Ty paced, still fuming and unable to stand still.
Apparently the doctor was droning on, explaining what might be happening. “So this is a good thing?” Zane asked after listening. Ty could feel Zane’s gaze following him. After a week without it, Ty felt uncomfortably pinned down, and that just made him angrier.
“Okay,” Zane said, his tone unsure, and he thumbed off the phone.
“Gonna live?” Ty asked him curtly as he took the phone from him.
Zane turned his head slowly, as if afraid he might be dizzy. “Yeah. Maybe you should have hit me sooner.”
“I couldn’t agree more.” He tossed the phone toward the couch as he moved to the door without another word.
“Ty, wait,” Zane called out, his voice pained.
Ty answered by slamming the front door. He thought he should have felt just a little bit guilty. But he didn’t.
ZANE stalked into his apartment and kicked the door shut behind him. Five hours. Five goddamn hours he’d sat at the hospital for the doctors to look at him for five minutes, a ten-minute CT scan, then a pat on the head and shove out the door. And all he’d been able to stew about was how he’d fucked up so royally with Ty, however unintentional it was.
He shed gear and clothes as he walked through the apartment to the kitchen in his jeans and socks, intent on getting a Coke and then a hot shower. When he yanked open the refrigerator door and saw the untouched boxes and bags from Chiapparelli’s, his first instinct was to slam the door shut, yell, and throw… something. But he swallowed on the anger, and though it was really, really close, he made himself grab a can of soda off the shelf and shut the door carefully. He hadn’t been this angry in a long time, and it made his head pound, his eyes sting, and, dammit, his heart ache.
Zane slid onto a bar chair and pressed the cold can to his cheek, then his temple, then his forehead, trying to get some relief as he fought the swell of emotions. Upset and anger, obviously. A healthy dose of utterly pathetic gratitude and frantic joy. An aching regret, and an even deeper hurt. The conflict was about to make his head explode.
With a sigh, Zane set down the Coke, and he was about to get up when he saw the small pile of mail sitting forgotten on the far side of the bar. He reached out and dragged it over. Coupons. A church tract. Generic insurance offers. A flier advertising a nearby car-wash grand opening, another announcing a special couples’ dinner night out at one of the other prominent Italian restaurants in the area. He unfolded the last one to find only a sheet of paper with messy handwriting.
But it was clearly his name at the top.
Zane silently read the few short lines, and the emotions started bubbling up again, threatening to choke him.
Mr. Garrett, Pierce Sutton is the reason you’re blind. He has your truck too. You have to stop him before he kills somebody. Please.
FOUR days had passed since the teenage girl had been shot outside the bank, and the whirlwind was still churning. The public was equal parts praising the FBI’s dedication to keeping Baltimore safe and crucifying the “trigger-happy monster” who’d taken the shot.
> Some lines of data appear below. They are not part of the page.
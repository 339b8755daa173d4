//! # Configuration Module
//!
//! Environment-based startup configuration. Missing required variables are
//! fatal: the process reports the problem and does not start.

use std::env;
use std::path::PathBuf;
use std::time::Duration;

use anyhow::{Context, Result};
use url::Url;

/// Poll interval for the subscription sweep
pub const CHECK_INTERVAL: Duration = Duration::from_secs(3600);

const DEFAULT_PORT: u16 = 3000;
const DEFAULT_STORAGE: &str = "filters.json";

/// Startup configuration, read once from the environment
#[derive(Clone, Debug)]
pub struct Config {
    pub bot_token: String,
    /// Public HTTPS base URL Telegram posts updates to
    pub webhook_url: Url,
    pub port: u16,
    /// Upstream review API base URL
    pub api_base: String,
    pub storage_path: PathBuf,
    pub check_interval: Duration,
}

impl Config {
    pub fn from_env() -> Result<Self> {
        let bot_token = env::var("BOT_TOKEN").context("BOT_TOKEN is required")?;
        let webhook_url = env::var("WEBHOOK_URL").context("WEBHOOK_URL is required")?;
        let webhook_url =
            Url::parse(&webhook_url).context("WEBHOOK_URL must be a valid URL")?;
        let api_base = env::var("API").context("API is required")?;
        let port = parse_port(env::var("PORT").ok())?;
        let storage_path = env::var("FILTERS_PATH")
            .map(PathBuf::from)
            .unwrap_or_else(|_| PathBuf::from(DEFAULT_STORAGE));

        Ok(Self {
            bot_token,
            webhook_url,
            port,
            api_base,
            storage_path,
            check_interval: CHECK_INTERVAL,
        })
    }
}

fn parse_port(value: Option<String>) -> Result<u16> {
    match value {
        Some(raw) => raw
            .parse()
            .with_context(|| format!("PORT must be a number, got {raw:?}")),
        None => Ok(DEFAULT_PORT),
    }
}
//! Actions and turns, with their text notation

use anyhow::{anyhow, Result};
use arrayvec::ArrayVec;
use num_derive::{FromPrimitive, ToPrimitive};
use num_traits::FromPrimitive;
use std::{fmt::Display, ops::Deref, str::FromStr};

use super::board::Field;
use super::convert::{FromIndex, ToIndex};
use super::error::DecodeError;
use super::gods::God;

/// Most actions a single turn can hold
pub const MAX_ACTIONS: usize = 6;

const KIND_SYMBOLS: [char; 4] = ['@', '>', '!', '+'];
const PASS: &str = "x";

#[derive(Debug, Clone, Copy, PartialEq, Eq, Hash, PartialOrd, Ord, FromPrimitive, ToPrimitive)]
pub enum ActionKind {
    Summon,
    Move,
    Attack,
    Special,
}

impl ActionKind {
    pub fn symbol(self) -> char {
        KIND_SYMBOLS[self as usize]
    }

    pub fn from_symbol(c: char) -> Option<Self> {
        KIND_SYMBOLS
            .iter()
            .position(|&s| s == c)
            .and_then(FromPrimitive::from_usize)
    }
}

impl FromIndex for ActionKind {
    fn from_index(idx: usize) -> Result<Self> {
        FromPrimitive::from_usize(idx)
            .ok_or_else(|| anyhow!("Invalid action kind index: {}", idx))
    }
}

impl ToIndex for ActionKind {
    fn to_index(&self) -> usize {
        *self as usize
    }
}

/// One step of a turn. `field` is the gate for a summon, the destination for
/// a move, and the target (or the attacker's own field for area attacks)
/// for attacks and specials.
#[derive(Debug, Clone, Copy, PartialEq, Eq, Hash, PartialOrd, Ord)]
pub struct Action {
    pub kind: ActionKind,
    pub god: God,
    pub field: Field,
}

impl Action {
    pub fn new(kind: ActionKind, god: God, field: Field) -> Self {
        Self { kind, god, field }
    }

    pub fn summon(god: God, field: Field) -> Self {
        Self::new(ActionKind::Summon, god, field)
    }

    pub fn move_to(god: God, field: Field) -> Self {
        Self::new(ActionKind::Move, god, field)
    }

    pub fn attack(god: God, field: Field) -> Self {
        Self::new(ActionKind::Attack, god, field)
    }

    pub fn special(god: God, field: Field) -> Self {
        Self::new(ActionKind::Special, god, field)
    }
}

impl Display for Action {
    fn fmt(&self, f: &mut std::fmt::Formatter<'_>) -> std::fmt::Result {
        write!(f, "{}{}{}", self.god.to_id_char(), self.kind.symbol(), self.field)
    }
}

impl FromStr for Action {
    type Err = DecodeError;

    fn from_str(s: &str) -> Result<Self, Self::Err> {
        let mut chars = s.chars();
        let (Some(god), Some(kind)) = (chars.next(), chars.next()) else {
            return Err(DecodeError::MalformedAction(s.to_string()));
        };
        let god = God::from_id_char(god).ok_or(DecodeError::UnknownGod(god))?;
        let kind = ActionKind::from_symbol(kind).ok_or(DecodeError::UnknownActionKind(kind))?;
        let field = chars.as_str().parse()?;
        Ok(Action { kind, god, field })
    }
}

/// Everything one side does before play passes over. Empty means pass.
#[derive(Debug, Clone, Default, PartialEq, Eq, Hash, PartialOrd, Ord)]
pub struct Turn {
    actions: ArrayVec<Action, MAX_ACTIONS>,
}

impl Turn {
    pub fn pass() -> Self {
        Self::default()
    }

    pub fn from_actions(actions: &[Action]) -> Self {
        debug_assert!(actions.len() <= MAX_ACTIONS);
        Self { actions: actions.iter().copied().collect() }
    }

    pub fn is_pass(&self) -> bool {
        self.actions.is_empty()
    }

    pub fn push(&mut self, action: Action) {
        self.actions.push(action);
    }

    pub fn pop(&mut self) -> Option<Action> {
        self.actions.pop()
    }
}

impl Deref for Turn {
    type Target = [Action];

    fn deref(&self) -> &Self::Target {
        &self.actions
    }
}

impl Display for Turn {
    fn fmt(&self, f: &mut std::fmt::Formatter<'_>) -> std::fmt::Result {
        if self.is_pass() {
            return write!(f, "{}", PASS);
        }
        for (i, action) in self.actions.iter().enumerate() {
            if i > 0 {
                write!(f, ",")?;
            }
            write!(f, "{}", action)?;
        }
        Ok(())
    }
}

impl FromStr for Turn {
    type Err = DecodeError;

    fn from_str(s: &str) -> Result<Self, Self::Err> {
        let s = s.trim();
        if s.is_empty() {
            return Err(DecodeError::Empty);
        }
        if s == PASS {
            return Ok(Turn::pass());
        }
        let mut turn = Turn::pass();
        for part in s.split(',') {
            if turn.actions.is_full() {
                return Err(DecodeError::TooManyActions(MAX_ACTIONS));
            }
            turn.push(part.trim().parse()?);
        }
        Ok(turn)
    }
}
That monster just happened to be the same agent who’d become one of the darlings of the media, but no one knew that. And he was missing in action, sent home to lay low yet again until the case was done. He kept thrusting himself in the middle of all the trouble, and Dan McCoy simply couldn’t have him around anymore.
McCoy felt sorry for Ty Grady. Usually he was like a cat: he didn’t necessarily always land on his feet, but he had the uncanny ability to twist during the fall and at least land on all fours. He just couldn’t seem to win on this one, though. He was on all fours, all right, but McCoy didn't think it was voluntary.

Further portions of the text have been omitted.